The
word “conscience” isn’t talked about too much anymore. We’ve come a long way
from Jiminy Cricket’s admonition to his flying elephant friend, Dumbo: “Let
your conscience be your guide.” We hear about shame, and confession, and
speaking truth, but we don’t hear as much about the idea of a personal
conscience, that inner voice that tells you whether an action or a contemplated
action is good or bad.
“In
the classical sense,” writes R.C. Sproul in How
Can I Develop a Christian Conscience?, “the conscience was thought to
be something that God implanted within our minds. Some people even went so far
as to describe the conscience as the voice of God within us.” But the changes
in culture have brought a different, and relativistic understanding of what the
conscience is – something which developed with evolution to deal with various
taboos but which now can be safely discarded because we’re so beyond that. We’re
liberated.
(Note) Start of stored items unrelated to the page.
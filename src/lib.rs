//! Connection and socket transport for the beanstalkd work queue protocol.
//!
//! [`Connection::dispatch`] writes a [`Command`] as one CRLF-terminated frame,
//! reads the status line, raises global server errors, collects the data
//! block of `RESERVED`/`FOUND`/`OK` replies, and hands the rest to the
//! command's [`ResponseParser`].

pub mod command;
pub mod config;
pub mod connection;
pub mod error;
pub mod response;
pub mod socket;
mod tcp_util;

pub use command::{Command, RawCommand, RawResponse, RawResponseParser, ResponseParser};
pub use config::{ConnectionParameters, DEFAULT_PORT, DEFAULT_TIMEOUT};
pub use connection::Connection;
pub use error::{
    ClientError, ConnectionError, Error, ResponseParseError, ServerError, ServerErrorKind,
    SocketError,
};
pub use socket::{NativeSocket, Socket};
And free.
No wonder
the conscience has fallen on hard times.
R.C. Sproul |
In this
short work on conscience, Sproul explains why there is a 1question about
conscience, how it developed from the creation ordinances in the Bible, the
pact of the so-called moral revolution, how our understanding of the conscience
is distorted by both a legalistic view and lawless view. And then asks whether there
are degrees of sin and degrees of righteousness, and how our answers to those
questions is critical to developing a Christian conscience.
Sproul
is the author of numerous books, articles, sermons, and speeches on
Christianity, church history, theology, Calvinism, and related topics. He leads
the teaching fellowship Ligonier Ministries, based in Sanford, Florida. The Crucial
Questions series now includes some 25 topics which are free as
eBooks, and volume on conscience is a part of the series.
How
Can I Develop a Christian Conscience? is s short but impactful
treatise on a subject of concern to all Christians.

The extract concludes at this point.